Moderation: Shirin Sojitrawalla | 29.05.2008
    Shirin Sojitrawalla: Sie bescheinigen den Deutschen, ein neurotisches Volk zu sein. Wie kommen Sie zu diesem Befund, Wolfgang Herles?

    Wolfgang Herles: Eine Gesellschaft, die sich nicht von den tatsächlichen Ängsten bewegen lässt, sondern von den angenommenen, von den eingebildeten, von den Ängsten, auf die man sich fixiert, eine solche Gesellschaft ist neurotisch, so wie auch Individuen neurotisch sein können.

    Kleines Beispiel: Wer meint, die Rente mit 67 sei ein Sargnagel am Sozialstaat und darauf ganz fixiert reagiert, der täuscht sich natürlich, denn viel schlimmer ist die andere Gefahr, dass uns nämlich der ganze Sozialstaat um die Ohren fliegt angesichts der demografischen Veränderungen.
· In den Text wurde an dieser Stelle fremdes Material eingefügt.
//! Model module - Application state and data types
//!
//! This module contains all the data structures and state management for the application.
//! It is organized into submodules by responsibility:
//!
//! - `types`: Core type definitions (screens, tabs, navigation events, UI state)
//! - `catalog`: The static track/category/creator catalog
//! - `navigation`: Screen state machine
//! - `playback`: Simulated playback session
//! - `presentation`: Overlay z-order derivation
//! - `app_model`: Main application model with state management methods

mod types;
mod catalog;
mod navigation;
mod playback;
mod presentation;
mod app_model;

pub use types::{
    Detail, LibrarySection, NavEvent, OnboardingState, Screen, SelectedItem, Tab, UiState,
    INTERESTS, ONBOARDING_STEPS,
};

pub use catalog::{Artist, Catalog, Category, CreatorProfile, Track, UserStats};

pub use navigation::{next_screen, Navigator};

pub use playback::{PlaybackSession, INITIAL_PROGRESS, PROGRESS_MAX, PROGRESS_STEP};

pub use presentation::{Overlay, Presentation};

pub use app_model::AppModel;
Aber nein: Wir wollen nicht das Ganze sehen, sondern wir fixieren uns auf solche einzelnen Dinge.

    Sojitrawalla: Sie sprechen in dem Buch von der demografischen Zeitbombe und bescheinigen der Politik, dass sie sich den daraus zwingend ergebenen Konsequenzen verweigere. Was müsste denn Ihrer Meinung nach geschehen?
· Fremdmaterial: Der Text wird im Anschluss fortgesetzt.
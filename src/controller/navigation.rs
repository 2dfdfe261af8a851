//! Navigation-related controller methods (splash, onboarding, tabs, overlays)

use crate::model::{Detail, NavEvent, Overlay, Screen, SelectedItem, Tab};
use super::{AppController, SplashTimer};

impl AppController {
    /// Arm the splash timer if the app is still on the splash screen
    pub async fn start_splash_timer(&self) {
        if self.model.lock().await.nav.screen() != Screen::Splash {
            return;
        }
        tracing::debug!(delay_ms = self.splash_delay.as_millis() as u64, "Splash timer armed");
        *self.splash.lock().await = Some(SplashTimer::start(self.splash_delay, self.events.clone()));
    }

    pub(crate) async fn finish_splash(&self) {
        self.splash.lock().await.take();
        self.navigate(NavEvent::SplashElapsed).await;
    }

    /// Apply a navigation event. Moving away from the full-screen player
    /// closes it first so the ticker is released.
    pub async fn navigate(&self, event: NavEvent) {
        let leaves_player = matches!(
            event,
            NavEvent::SelectTab(_) | NavEvent::OpenSearch | NavEvent::OpenDetail(_)
        );
        if leaves_player && self.model.lock().await.playback.player_visible() {
            self.close_player().await;
        }

        let mut model = self.model.lock().await;
        if let Err(e) = model.apply_nav(event) {
            tracing::debug!(error = %e, "Navigation event ignored");
        }
    }

    pub async fn select_tab(&self, tab: Tab) {
        tracing::debug!(tab = tab.label(), "Selecting tab");
        self.navigate(NavEvent::SelectTab(tab)).await;
    }

    pub async fn cycle_tab(&self, forward: bool) {
        let current = self.model.lock().await.nav.active_tab();
        if let Some(tab) = current {
            self.select_tab(if forward { tab.next() } else { tab.prev() }).await;
        }
    }

    /// "Continue" on the onboarding flow; the last step completes it
    pub async fn onboarding_continue(&self) {
        let finished = self.model.lock().await.ui.onboarding.advance();
        if finished {
            let interests = self.model.lock().await.ui.onboarding.interests.clone();
            tracing::info!(?interests, "Onboarding complete");
            self.navigate(NavEvent::OnboardingComplete).await;
        }
    }

    pub async fn skip_onboarding(&self) {
        tracing::info!("Onboarding skipped");
        self.navigate(NavEvent::OnboardingSkipped).await;
    }

    pub async fn open_search(&self) {
        self.navigate(NavEvent::OpenSearch).await;
    }

    /// Open a creator profile: the highlighted one on the profile tab,
    /// otherwise the first creator in the catalog.
    pub async fn open_creator_profile(&self) {
        let id = {
            let model = self.model.lock().await;
            match model.get_selected_item() {
                Some(SelectedItem::Creator { id }) => Some(id),
                _ => model.catalog.creators.first().map(|c| c.id.clone()),
            }
        };
        if let Some(id) = id {
            self.navigate(NavEvent::OpenDetail(Detail::Creator(id))).await;
        }
    }

    /// Close whatever overlay is on top
    pub async fn back(&self) {
        let top = self.model.lock().await.presentation().top().cloned();
        match top {
            Some(Overlay::Player) => self.close_player().await,
            Some(Overlay::Search) => self.navigate(NavEvent::CloseSearch).await,
            Some(Overlay::Detail(_)) => self.navigate(NavEvent::CloseDetail).await,
            None => {}
        }
    }

    /// Act on the highlighted row: play a track or open its detail screen
    pub async fn activate_selected(&self) {
        let selected = self.model.lock().await.get_selected_item();
        match selected {
            Some(SelectedItem::Track(track)) => self.play(track).await,
            Some(SelectedItem::Category { id }) => {
                self.navigate(NavEvent::OpenDetail(Detail::Playlist(id))).await
            }
            Some(SelectedItem::Creator { id }) => {
                self.navigate(NavEvent::OpenDetail(Detail::Creator(id))).await
            }
            None => {}
        }
    }
}
//! Command line and environment configuration

use std::path::PathBuf;
use std::time::Duration;

use anyhow::{bail, Result};
use clap::{Parser, ValueEnum};

pub const DEFAULT_SPLASH_MS: u64 = 2500;
pub const DEFAULT_TICK_MS: u64 = 1000;

/// Visual token set. Both themes drive the same behavior.
#[derive(Clone, Copy, Debug, Default, PartialEq, Eq, ValueEnum)]
pub enum Theme {
    #[default]
    Midnight,
    Zinc,
}

#[derive(Parser, Debug)]
#[command(name = "sublyme", version, about = "Layer your intentions: a terminal Sublyme client")]
pub struct Cli {
    /// Color theme
    #[arg(long, value_enum, env = "SUBLYME_THEME", default_value_t = Theme::Midnight)]
    pub theme: Theme,

    /// JSON catalog to use instead of the built-in one
    #[arg(long, env = "SUBLYME_CATALOG")]
    pub catalog: Option<PathBuf>,

    /// How long the splash screen stays up, in milliseconds
    #[arg(long, env = "SUBLYME_SPLASH_MS", default_value_t = DEFAULT_SPLASH_MS)]
    pub splash_ms: u64,

    /// Progress tick period while playing, in milliseconds
    #[arg(long, env = "SUBLYME_TICK_MS", default_value_t = DEFAULT_TICK_MS)]
    pub tick_ms: u64,

    /// Directory for rotated log files
    #[arg(long, env = "SUBLYME_LOG_DIR", default_value = ".logs")]
    pub log_dir: PathBuf,

    /// Start on the home screen, skipping splash and onboarding
    #[arg(long)]
    pub skip_intro: bool,

    /// Print the effective catalog as JSON and exit
    #[arg(long)]
    pub dump_catalog: bool,
}

#[derive(Clone, Debug, PartialEq)]
pub struct Config {
    pub theme: Theme,
    pub catalog: Option<PathBuf>,
    pub splash_delay: Duration,
    pub tick_period: Duration,
    pub log_dir: PathBuf,
    pub skip_intro: bool,
}

impl Default for Config {
    fn default() -> Self {
        Self {
            theme: Theme::default(),
            catalog: None,
            splash_delay: Duration::from_millis(DEFAULT_SPLASH_MS),
            tick_period: Duration::from_millis(DEFAULT_TICK_MS),
            log_dir: PathBuf::from(".logs"),
            skip_intro: false,
        }
    }
}

impl TryFrom<&Cli> for Config {
    type Error = anyhow::Error;

    fn try_from(cli: &Cli) -> Result<Self> {
        if cli.tick_ms == 0 {
            bail!("--tick-ms must be greater than zero");
        }
        if cli.splash_ms == 0 {
            bail!("--splash-ms must be greater than zero");
        }
        Ok(Self {
            theme: cli.theme,
            catalog: cli.catalog.clone(),
            splash_delay: Duration::from_millis(cli.splash_ms),
            tick_period: Duration::from_millis(cli.tick_ms),
            log_dir: cli.log_dir.clone(),
            skip_intro: cli.skip_intro,
        })
    }
}

#[cfg(test)]
mod tests {
    use super::*;

    #[test]
    fn defaults_match_reference_timings() {
        let cli = Cli::parse_from(["sublyme"]);
        let config = Config::try_from(&cli).unwrap();
        assert_eq!(config.splash_delay, Duration::from_millis(2500));
        assert_eq!(config.tick_period, Duration::from_secs(1));
        assert_eq!(config.theme, Theme::Midnight);
        assert!(!config.skip_intro);
    }

    #[test]
    fn flags_override_defaults() {
        let cli = Cli::parse_from([
            "sublyme",
            "--theme",
            "zinc",
            "--tick-ms",
            "250",
            "--skip-intro",
            "--catalog",
            "mine.json",
        ]);
        let config = Config::try_from(&cli).unwrap();
        assert_eq!(config.theme, Theme::Zinc);
        assert_eq!(config.tick_period, Duration::from_millis(250));
        assert!(config.skip_intro);
        assert_eq!(config.catalog, Some(PathBuf::from("mine.json")));
    }

    #[test]
    fn zero_periods_are_rejected() {
        let cli = Cli::parse_from(["sublyme", "--tick-ms", "0"]);
        assert!(Config::try_from(&cli).is_err());
        let cli = Cli::parse_from(["sublyme", "--splash-ms", "0"]);
        assert!(Config::try_from(&cli).is_err());
    }

    #[test]
    fn unknown_theme_fails_to_parse() {
        assert!(Cli::try_parse_from(["sublyme", "--theme", "neon"]).is_err());
    }
}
    Herles: Die Deutschen haben, und auch das ist neurotisch, Angst vor der Freiheit. Sie haben ja die Freiheit einige Male ordentlich missbraucht. Sie sind traumatisiert vom Missbrauch ihrer Freiheit. Ich habe ja eine Geschichte der Bundesrepublik geschrieben. Sie haben von Anfang an versucht, alles Mögliche zu machen, was die Freiheit behindert. Das fängt in der Verfassung an: Es gibt keine Volksentscheide, es gibt kein Wahlsystem, in dem irgendeine Partei auch wirklich klar gewinnen könnte.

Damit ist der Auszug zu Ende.